CINEMA: La prima cosa bella/Soul Kitchen

Se avete voglia di canzoni andate al cinema lasciate perdere la tv. In questi primi mesi dell’anno ho visto due film “ispirati” da una canzone meritevoli di una visione. La prima cosa bella di Virzì, per esempio, pellicola adatta a saziare il vostro appetito nazionalpopolare: canzonette pop del passato come quella del titolo, sagre strapaesane, rotocalchi rosa, amanti focosi e/o impacciati davanti a donne innocenti e un po’ puttane.
È il mondo visto dal piccolo Mastandrea (per questo da grande diventa un fallito e triste poeta pulp?), e dalla sorellina/Claudia Pandolfi (per questo da grande diventa una moglie repressa di un vigile logorroico che tradisce con il suo capo?). La madre di questi due, da giovane è Micaela Ramazzotti, ormai specializzata in donne di popolo, rozze e goderecce, ma alla fin fine molto umane. Da anziana è interpretata da Stefania Sandrelli, ormai morente, ma sempre pronta a divertirsi con niente e a ficcarsi nei guai.
Tra presente e passato Virzì racconta questa donna frivola e bella, cacciata dal marito e alla disperata ricerca di un tetto (per questo disponibile con i molti uomini che ne approfittano). Il film ha un buon ritmo, passa agevolmente dall’Italia anni ‘70° a quella di oggi, grazie anche a delle facce giuste e a una colonna sonora spiazzante e diversa dal solito (non i grandi pezzi dei Settanta, ma canzonette da musica leggera, quelle preferite dalla protagonista).
La prima cosa bella si mantiene sul livello della commedia all’italiana classica. Certo, non inventa nulla, ma ricorda quel misto di cinismo e umanità dei Monicelli e dei Risi ai quali si ispira (e omaggia pure direttamente). Come sempre cult Marco Messeri.

Una perfetta commedia europea è invece Soul Kitchen, di Fatih Akin. Qui, per sfortuna, la canzone dei Doors ispiratrice del film non c’è (costi vertiginosi ne hanno impedito l’inserimento, ha detto il cineasta in un’intervista), ma c’è un protagonista che assomiglia al vecchio Jim MorrisonAdam Bousdoukos, autore assieme al regista della sceneggiatura).

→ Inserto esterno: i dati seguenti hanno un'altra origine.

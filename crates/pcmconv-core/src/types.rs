//! Core audio format types
//!
//! An [`AudioSpec`] describes one side of a conversion: how a sample is
//! encoded, how many channels are interleaved per frame and at which rate
//! frames are produced. Specs are plain values; nothing is validated until
//! a plan is built from a pair of them.

use serde::{Deserialize, Serialize};
use std::fmt;
use std::str::FromStr;

/// Lowest sample rate accepted by the planner
pub const MIN_RATE: u32 = 1;

/// Highest sample rate accepted by the planner
pub const MAX_RATE: u32 = 1 << 18;

/// Byte order of multi-byte samples
#[derive(Debug, Clone, Copy, PartialEq, Eq, Hash, Serialize, Deserialize)]
pub enum ByteOrder {
    /// Least significant byte first
    Little,
    /// Most significant byte first
    Big,
}

impl ByteOrder {
    /// Byte order of the host
    #[cfg(target_endian = "little")]
    pub const SYSTEM: ByteOrder = ByteOrder::Little;
    /// Byte order of the host
    #[cfg(target_endian = "big")]
    pub const SYSTEM: ByteOrder = ByteOrder::Big;

    /// Check whether this is the host byte order
    pub fn is_system(self) -> bool {
        self == Self::SYSTEM
    }
}

/// Width of one sample
#[derive(Debug, Clone, Copy, PartialEq, Eq, Hash, Serialize, Deserialize)]
pub enum SampleWidth {
    /// 8-bit integer
    Bits8,
    /// 16-bit integer
    Bits16,
    /// 32-bit IEEE float
    Float32,
}

impl SampleWidth {
    /// Bytes per sample
    pub fn bytes(self) -> usize {
        match self {
            Self::Bits8 => 1,
            Self::Bits16 => 2,
            Self::Float32 => 4,
        }
    }
}

/// Supported sample encodings
#[derive(Debug, Clone, Copy, PartialEq, Eq, Hash, Serialize, Deserialize)]
pub enum SampleFormat {
    /// Unsigned 8-bit
    U8,
    /// Signed 8-bit
    S8,
    /// Unsigned 16-bit, little endian
    U16Lsb,
    /// Signed 16-bit, little endian
    S16Lsb,
    /// Unsigned 16-bit, big endian
    U16Msb,
    /// Signed 16-bit, big endian
    S16Msb,
    /// 32-bit float, host byte order
    F32,
}

impl SampleFormat {
    /// Signed 16-bit in host byte order, the rate stages' working format
    #[cfg(target_endian = "little")]
    pub const S16_SYSTEM: SampleFormat = SampleFormat::S16Lsb;
    /// Signed 16-bit in host byte order, the rate stages' working format
    #[cfg(target_endian = "big")]
    pub const S16_SYSTEM: SampleFormat = SampleFormat::S16Msb;

    /// All formats, in declaration order
    pub const ALL: [SampleFormat; 7] = [
        Self::U8,
        Self::S8,
        Self::U16Lsb,
        Self::S16Lsb,
        Self::U16Msb,
        Self::S16Msb,
        Self::F32,
    ];

    /// Diagnostic name
    pub fn name(self) -> &'static str {
        match self {
            Self::U8 => "U8",
            Self::S8 => "S8",
            Self::U16Lsb => "U16LSB",
            Self::S16Lsb => "S16LSB",
            Self::U16Msb => "U16MSB",
            Self::S16Msb => "S16MSB",
            Self::F32 => "F32",
        }
    }

    /// Sample width
    pub fn width(self) -> SampleWidth {
        match self {
            Self::U8 | Self::S8 => SampleWidth::Bits8,
            Self::U16Lsb | Self::S16Lsb | Self::U16Msb | Self::S16Msb => SampleWidth::Bits16,
            Self::F32 => SampleWidth::Float32,
        }
    }

    /// Whether samples are signed (floats always are)
    pub fn is_signed(self) -> bool {
        !matches!(self, Self::U8 | Self::U16Lsb | Self::U16Msb)
    }

    /// Byte order; 8-bit and float samples report the host order
    pub fn byte_order(self) -> ByteOrder {
        match self {
            Self::U16Lsb | Self::S16Lsb => ByteOrder::Little,
            Self::U16Msb | Self::S16Msb => ByteOrder::Big,
            Self::U8 | Self::S8 | Self::F32 => ByteOrder::SYSTEM,
        }
    }
}

impl fmt::Display for SampleFormat {
    fn fmt(&self, f: &mut fmt::Formatter<'_>) -> fmt::Result {
        write!(f, "{}", self.name())
    }
}

impl FromStr for SampleFormat {
    type Err = String;

    fn from_str(s: &str) -> Result<Self, Self::Err> {
        match s.to_ascii_lowercase().as_str() {
            "u8" => Ok(Self::U8),
            "s8" => Ok(Self::S8),
            "u16" | "u16le" | "u16lsb" => Ok(Self::U16Lsb),
            "s16" | "s16le" | "s16lsb" => Ok(Self::S16Lsb),
            "u16be" | "u16msb" => Ok(Self::U16Msb),
            "s16be" | "s16msb" => Ok(Self::S16Msb),
            "f32" | "float" => Ok(Self::F32),
            "s16sys" => Ok(Self::S16_SYSTEM),
            other => Err(format!("unknown sample format '{}'", other)),
        }
    }
}

/// Channel layout handled by a rate stage
#[derive(Debug, Clone, Copy, PartialEq, Eq, Hash, Serialize, Deserialize)]
pub enum Channels {
    /// One channel
    Mono,
    /// Two interleaved channels
    Stereo,
}

impl Channels {
    /// Layout for a channel count, if supported
    pub fn from_count(count: u8) -> Option<Self> {
        match count {
            1 => Some(Self::Mono),
            2 => Some(Self::Stereo),
            _ => None,
        }
    }

    /// Number of interleaved channels
    pub fn count(self) -> usize {
        match self {
            Self::Mono => 1,
            Self::Stereo => 2,
        }
    }
}

/// Description of one side of a conversion
#[derive(Debug, Clone, Copy, PartialEq, Eq, Hash, Serialize, Deserialize)]
pub struct AudioSpec {
    format: SampleFormat,
    channels: u8,
    rate: u32,
}

impl AudioSpec {
    /// Create a new spec
    pub fn new(format: SampleFormat, channels: u8, rate: u32) -> Self {
        Self {
            format,
            channels,
            rate,
        }
    }

    /// Sample encoding
    pub fn format(&self) -> SampleFormat {
        self.format
    }

    /// Sample width
    pub fn width(&self) -> SampleWidth {
        self.format.width()
    }

    /// Whether samples are signed
    pub fn is_signed(&self) -> bool {
        self.format.is_signed()
    }

    /// Whether samples are 32-bit floats
    pub fn is_float(&self) -> bool {
        self.width() == SampleWidth::Float32
    }

    /// Byte order of the samples
    pub fn byte_order(&self) -> ByteOrder {
        self.format.byte_order()
    }

    /// Whether samples are stored in host byte order
    pub fn is_system_endian(&self) -> bool {
        self.byte_order().is_system()
    }

    /// Interleaved channel count
    pub fn channels(&self) -> u8 {
        self.channels
    }

    /// Frames per second
    pub fn rate(&self) -> u32 {
        self.rate
    }

    /// Bytes per sample
    pub fn bytes_per_sample(&self) -> usize {
        self.width().bytes()
    }

    /// Bytes per frame
    pub fn bytes_per_frame(&self) -> usize {
        self.bytes_per_sample() * self.channels as usize
    }
}

impl fmt::Display for AudioSpec {
    fn fmt(&self, f: &mut fmt::Formatter<'_>) -> fmt::Result {
        let layout = match self.channels {
            1 => "mono".to_string(),
            2 => "stereo".to_string(),
            n => format!("{}ch", n),
        };
        write!(f, "{} {} {}Hz", self.format, layout, self.rate)
    }
}

/// Parses `FORMAT:CHANNELS:RATE`, e.g. `u8:1:8000`
impl FromStr for AudioSpec {
    type Err = String;

    fn from_str(s: &str) -> Result<Self, Self::Err> {
        let parts: Vec<&str> = s.split(':').collect();
        if parts.len() != 3 {
            return Err(format!("expected FORMAT:CHANNELS:RATE, got '{}'", s));
        }
        let format = parts[0].parse::<SampleFormat>()?;
        let channels = parts[1]
            .parse::<u8>()
            .map_err(|e| format!("invalid channel count '{}': {}", parts[1], e))?;
        let rate = parts[2]
            .parse::<u32>()
            .map_err(|e| format!("invalid sample rate '{}': {}", parts[2], e))?;
        Ok(Self::new(format, channels, rate))
    }
}

#[cfg(test)]
mod tests {
    use super::*;

    #[test]
    fn test_format_properties() {
        assert_eq!(SampleFormat::U8.width(), SampleWidth::Bits8);
        assert!(!SampleFormat::U8.is_signed());
        assert!(SampleFormat::S16Msb.is_signed());
        assert!(SampleFormat::F32.is_signed());
        assert_eq!(SampleFormat::U16Msb.byte_order(), ByteOrder::Big);
        assert_eq!(SampleFormat::S8.byte_order(), ByteOrder::SYSTEM);
        assert_eq!(SampleFormat::S16_SYSTEM.byte_order(), ByteOrder::SYSTEM);
    }

    #[test]
    fn test_spec_sizes() {
        let spec = AudioSpec::new(SampleFormat::S16Lsb, 2, 44100);
        assert_eq!(spec.bytes_per_sample(), 2);
        assert_eq!(spec.bytes_per_frame(), 4);

        let spec = AudioSpec::new(SampleFormat::F32, 1, 48000);
        assert!(spec.is_float());
        assert!(spec.is_system_endian());
        assert_eq!(spec.bytes_per_frame(), 4);
    }

    #[test]
    fn test_spec_parsing() {
        let spec: AudioSpec = "u8:1:8000".parse().unwrap();
        assert_eq!(spec, AudioSpec::new(SampleFormat::U8, 1, 8000));

        let spec: AudioSpec = "S16BE:2:44100".parse().unwrap();
        assert_eq!(spec.format(), SampleFormat::S16Msb);

        assert!("s16:2".parse::<AudioSpec>().is_err());
        assert!("x9:1:8000".parse::<AudioSpec>().is_err());
        assert!("u8:one:8000".parse::<AudioSpec>().is_err());
    }

    #[test]
    fn test_spec_display() {
        let spec = AudioSpec::new(SampleFormat::U8, 1, 8000);
        assert_eq!(spec.to_string(), "U8 mono 8000Hz");
    }

    #[test]
    fn test_channels() {
        assert_eq!(Channels::from_count(1), Some(Channels::Mono));
        assert_eq!(Channels::from_count(2), Some(Channels::Stereo));
        assert_eq!(Channels::from_count(6), None);
        assert_eq!(Channels::Stereo.count(), 2);
    }
}
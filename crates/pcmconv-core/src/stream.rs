//! Streaming carry-over state
//!
//! A [`StreamState`] belongs to exactly one logical stream. It keeps, for
//! every rate stage of a plan, the tail of the previous block and the
//! stage's position in its filter period, so that successive blocks are
//! filtered as one continuous signal. Outputs are only emitted once their
//! whole receptive field has arrived, which gives every stage a fixed
//! latency of `after` input samples.

use crate::error::ExecError;
use crate::plan::ConversionPlan;
use crate::rate::engine::{lead_in, RateKernel};
use crate::types::AudioSpec;

/// Carry-over of one rate stage
#[derive(Debug, Clone, PartialEq, Eq)]
pub struct StageCarry {
    /// Last `before + after` input samples of each channel
    pub(crate) history: Vec<Vec<i16>>,
    /// Global index of the next input sample, reduced by whole periods
    pub(crate) consumed: i64,
    /// Global index of the next output sample, reduced by whole periods
    pub(crate) emitted: i64,
    /// Output the stream starts at, the same one a one-shot pass starts at
    start: i64,
}

impl StageCarry {
    fn new(kernel: &dyn RateKernel, channels: usize) -> Self {
        let start = lead_in(kernel);
        Self {
            history: vec![vec![0; kernel.history_len()]; channels],
            consumed: 0,
            emitted: start,
            start,
        }
    }

    /// Record a block of `frames` inputs whose outputs ended at `end`
    pub(crate) fn advance(&mut self, kernel: &dyn RateKernel, frames: usize, end: i64) {
        let (outputs, inputs) = kernel.period();
        self.consumed += frames as i64;
        self.emitted = end;

        let periods = self.emitted.div_euclid(outputs as i64);
        self.emitted -= periods * outputs as i64;
        self.consumed -= periods * inputs as i64;
    }

    fn reset(&mut self) {
        for channel in &mut self.history {
            channel.iter_mut().for_each(|s| *s = 0);
        }
        self.consumed = 0;
        self.emitted = self.start;
    }
}

/// Per-stream state for [`ConversionPlan::convert_stream`]
#[derive(Debug, Clone, PartialEq, Eq)]
pub struct StreamState {
    src: AudioSpec,
    dst: AudioSpec,
    carries: Vec<StageCarry>,
    blocks: u64,
}

impl StreamState {
    /// Fresh state for a stream converted by `plan`
    pub fn new(plan: &ConversionPlan) -> Self {
        let carries = plan
            .stages()
            .iter()
            .filter_map(|stage| {
                let channels = stage.rate_channels()?;
                let kernel = stage.kernel(plan.filter())?;
                Some(StageCarry::new(kernel, channels.count()))
            })
            .collect();

        Self {
            src: *plan.src(),
            dst: *plan.dst(),
            carries,
            blocks: 0,
        }
    }

    /// Blocks converted so far
    pub fn blocks(&self) -> u64 {
        self.blocks
    }

    /// Forget all history, as if the stream had just started
    pub fn reset(&mut self) {
        self.carries.iter_mut().for_each(StageCarry::reset);
        self.blocks = 0;
    }

    /// Check that this state was created for `plan`
    ///
    /// # Errors
    ///
    /// Returns [`ExecError::StreamMismatch`] describing the first difference.
    pub fn check(&self, plan: &ConversionPlan) -> Result<(), ExecError> {
        if self.src != *plan.src() || self.dst != *plan.dst() {
            return Err(ExecError::StreamMismatch {
                details: format!(
                    "state is for {} -> {}, plan is {} -> {}",
                    self.src,
                    self.dst,
                    plan.src(),
                    plan.dst()
                ),
            });
        }

        let rate_stages: Vec<_> = plan
            .stages()
            .iter()
            .filter(|stage| stage.is_rate_stage())
            .collect();
        if rate_stages.len() != self.carries.len() {
            return Err(ExecError::StreamMismatch {
                details: format!(
                    "state carries {} rate stages, plan has {}",
                    self.carries.len(),
                    rate_stages.len()
                ),
            });
        }

        for (index, (stage, carry)) in rate_stages.iter().zip(&self.carries).enumerate() {
            let expected = match (stage.rate_channels(), stage.kernel(plan.filter())) {
                (Some(channels), Some(kernel)) => (channels.count(), kernel.history_len()),
                _ => {
                    return Err(ExecError::StreamMismatch {
                        details: format!("rate stage {} has no kernel", index),
                    })
                }
            };
            let shape_matches = carry.history.len() == expected.0
                && carry.history.iter().all(|h| h.len() == expected.1);
            if !shape_matches {
                return Err(ExecError::StreamMismatch {
                    details: format!("carry of rate stage {} ({}) has the wrong shape", index, stage),
                });
            }
        }

        Ok(())
    }

    pub(crate) fn carries_mut(&mut self) -> &mut [StageCarry] {
        &mut self.carries
    }

    pub(crate) fn finish_block(&mut self) {
        self.blocks += 1;
    }
}
//! In-place sample format adapters
//!
//! Each adapter rewrites the first `len` bytes of a buffer and returns the
//! new payload length. Adapters that grow the payload walk backward so the
//! output never overtakes unread input; shrinking adapters walk forward.
//! 16-bit samples are read in host byte order unless stated otherwise.

use crate::rate::fixed::minus_5db;

/// Sign bit of two host-order 16-bit samples
pub const SIGN_MASK_16_SYSTEM: u32 = 0x8000_8000;

/// Sign bit of two byte-swapped 16-bit samples
pub const SIGN_MASK_16_SWAPPED: u32 = 0x0080_0080;

/// Sign bit of four 8-bit samples
pub const SIGN_MASK_8: u32 = 0x8080_8080;

fn read_i16(buf: &[u8], at: usize) -> i16 {
    i16::from_ne_bytes([buf[at], buf[at + 1]])
}

fn read_u16(buf: &[u8], at: usize) -> u16 {
    u16::from_ne_bytes([buf[at], buf[at + 1]])
}

fn write_u16(buf: &mut [u8], at: usize, value: u16) {
    buf[at..at + 2].copy_from_slice(&value.to_ne_bytes());
}

/// Convert 32-bit floats to signed 16-bit
///
/// Values are clamped to `[-1, 1]`, scaled by 32767 and truncated. Anything
/// below -1 maps to -32768.
pub fn cut_float_to_16(buf: &mut [u8], len: usize) -> usize {
    let samples = len / 4;
    for i in 0..samples {
        let at = 4 * i;
        let f = f32::from_ne_bytes([buf[at], buf[at + 1], buf[at + 2], buf[at + 3]]);
        let v: i16 = if f > 1.0 {
            i16::MAX
        } else if f < -1.0 {
            i16::MIN
        } else {
            (f * 32767.0) as i16
        };
        buf[2 * i..2 * i + 2].copy_from_slice(&v.to_ne_bytes());
    }
    samples * 2
}

/// Convert signed 16-bit samples to 32-bit floats
pub fn expand_16_to_float(buf: &mut [u8], len: usize) -> usize {
    let samples = len / 2;
    for i in (0..samples).rev() {
        let f = read_i16(buf, 2 * i) as f32 * (1.0 / 32767.0);
        buf[4 * i..4 * i + 4].copy_from_slice(&f.to_ne_bytes());
    }
    samples * 4
}

/// Widen 8-bit samples to host-order 16-bit (`v << 8`)
pub fn widen_8_to_16_system(buf: &mut [u8], len: usize) -> usize {
    for i in (0..len).rev() {
        let v = (buf[i] as u16) << 8;
        write_u16(buf, 2 * i, v);
    }
    len * 2
}

/// Widen 8-bit samples to byte-swapped 16-bit
///
/// The sample byte lands in the low byte of the host-order word, which is
/// the high byte once read in the opposite order.
pub fn widen_8_to_16_swapped(buf: &mut [u8], len: usize) -> usize {
    for i in (0..len).rev() {
        let v = buf[i] as u16;
        write_u16(buf, 2 * i, v);
    }
    len * 2
}

/// Narrow host-order 16-bit samples to 8-bit (`v >> 8`)
pub fn narrow_16_system_to_8(buf: &mut [u8], len: usize) -> usize {
    let samples = len / 2;
    for i in 0..samples {
        buf[i] = (read_u16(buf, 2 * i) >> 8) as u8;
    }
    samples
}

/// Narrow byte-swapped 16-bit samples to 8-bit (`v & 0xff`)
pub fn narrow_16_swapped_to_8(buf: &mut [u8], len: usize) -> usize {
    let samples = len / 2;
    for i in 0..samples {
        buf[i] = (read_u16(buf, 2 * i) & 0xff) as u8;
    }
    samples
}

/// Swap the bytes of every 16-bit sample
pub fn swap_bytes_16(buf: &mut [u8], len: usize) -> usize {
    for pair in buf[..len].chunks_exact_mut(2) {
        pair.swap(0, 1);
    }
    len
}

/// Flip sign bits by XOR with `mask`
///
/// Whole 32-bit words are flipped at once; trailing bytes use the byte of
/// the mask at the same position within the word.
pub fn flip_sign(buf: &mut [u8], len: usize, mask: u32) -> usize {
    let mask_bytes = mask.to_ne_bytes();
    let mut words = buf[..len].chunks_exact_mut(4);
    for word in &mut words {
        let v = u32::from_ne_bytes([word[0], word[1], word[2], word[3]]) ^ mask;
        word.copy_from_slice(&v.to_ne_bytes());
    }
    for (i, byte) in words.into_remainder().iter_mut().enumerate() {
        *byte ^= mask_bytes[i & 3];
    }
    len
}

/// Average signed 16-bit stereo frames into mono
pub fn stereo_to_mono_s16(buf: &mut [u8], len: usize) -> usize {
    let frames = len / 4;
    for i in 0..frames {
        let left = read_i16(buf, 4 * i) as i32;
        let right = read_i16(buf, 4 * i + 2) as i32;
        let v = ((left + right) >> 1) as i16;
        buf[2 * i..2 * i + 2].copy_from_slice(&v.to_ne_bytes());
    }
    frames * 2
}

/// Average unsigned 16-bit stereo frames into mono
pub fn stereo_to_mono_u16(buf: &mut [u8], len: usize) -> usize {
    let frames = len / 4;
    for i in 0..frames {
        let left = read_u16(buf, 4 * i) as u32;
        let right = read_u16(buf, 4 * i + 2) as u32;
        write_u16(buf, 2 * i, ((left + right) >> 1) as u16);
    }
    frames * 2
}

/// Average signed 8-bit stereo frames into mono
pub fn stereo_to_mono_s8(buf: &mut [u8], len: usize) -> usize {
    let frames = len / 2;
    for i in 0..frames {
        let left = buf[2 * i] as i8 as i16;
        let right = buf[2 * i + 1] as i8 as i16;
        buf[i] = ((left + right) >> 1) as i8 as u8;
    }
    frames
}

/// Average unsigned 8-bit stereo frames into mono
pub fn stereo_to_mono_u8(buf: &mut [u8], len: usize) -> usize {
    let frames = len / 2;
    for i in 0..frames {
        let left = buf[2 * i] as u16;
        let right = buf[2 * i + 1] as u16;
        buf[i] = ((left + right) >> 1) as u8;
    }
    frames
}

/// Duplicate 16-bit mono samples into stereo frames
pub fn mono_to_stereo_16(buf: &mut [u8], len: usize) -> usize {
    let samples = len / 2;
    for i in (0..samples).rev() {
        let (a, b) = (buf[2 * i], buf[2 * i + 1]);
        buf[4 * i..4 * i + 4].copy_from_slice(&[a, b, a, b]);
    }
    samples * 4
}

/// Duplicate 8-bit mono samples into stereo frames
pub fn mono_to_stereo_8(buf: &mut [u8], len: usize) -> usize {
    for i in (0..len).rev() {
        let v = buf[i];
        buf[2 * i] = v;
        buf[2 * i + 1] = v;
    }
    len * 2
}

/// Attenuate signed 16-bit samples by 5 dB
pub fn attenuate_5db(buf: &mut [u8], len: usize) -> usize {
    let samples = len / 2;
    for i in 0..samples {
        let v = minus_5db(read_i16(buf, 2 * i));
        buf[2 * i..2 * i + 2].copy_from_slice(&v.to_ne_bytes());
    }
    len
}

Scenario del film è il Soul Kitchen, ristorante che sembra un Centro sociale occupato. È gestito da Zinos, giovane di origine greca perseguitato dalla sfiga: la bionda fidanzata se ne va a fare la giornalista in Cina, il fratello esce dal carcere e sconvolge la sua vita, un nuovo chef con idee innovative sconvolge i suoi clienti e un fottuto mal di schiena lo tormenta.
Si ride dall’inizio alla fine, si ride di pancia, si ride fino alle lacrime. Mi sono sorpreso a ridere sguaiatamente senza inibizioni di fronte alle sventure del protagonista; non mi succedeva da anni al cinema. Memorabile la scena del massaggio con imbarazzante erezione o quella nella sala d’attesa dello strano guaritore da dove provengono urla impressionanti (è capitata pure a me una cosa simile: io però ero quello che urlava).
Giustamente premiato al festival di Venezia con il Premio Speciale della giuria (finalmente si premia il cinema comico) è un cult-movie con la forza trascinante di Blues Brothers. Tra una risata e l’altra ti racconta la nostra Europa multiculturale nell’Amburgo in trasformazione, con speculazione edilizia, tentativi di fottere il fisco (in tutti i sensi), locali notturni di tendenza, giovani musicanti…
Occhio alla massaggiatrice interpretata dall’attrice ungherese Dorka Gryllus (era presente pure nel memorabile Irina Palm): sarà risolutiva. La prossima volta che avrò mal di schiena cercherò lei.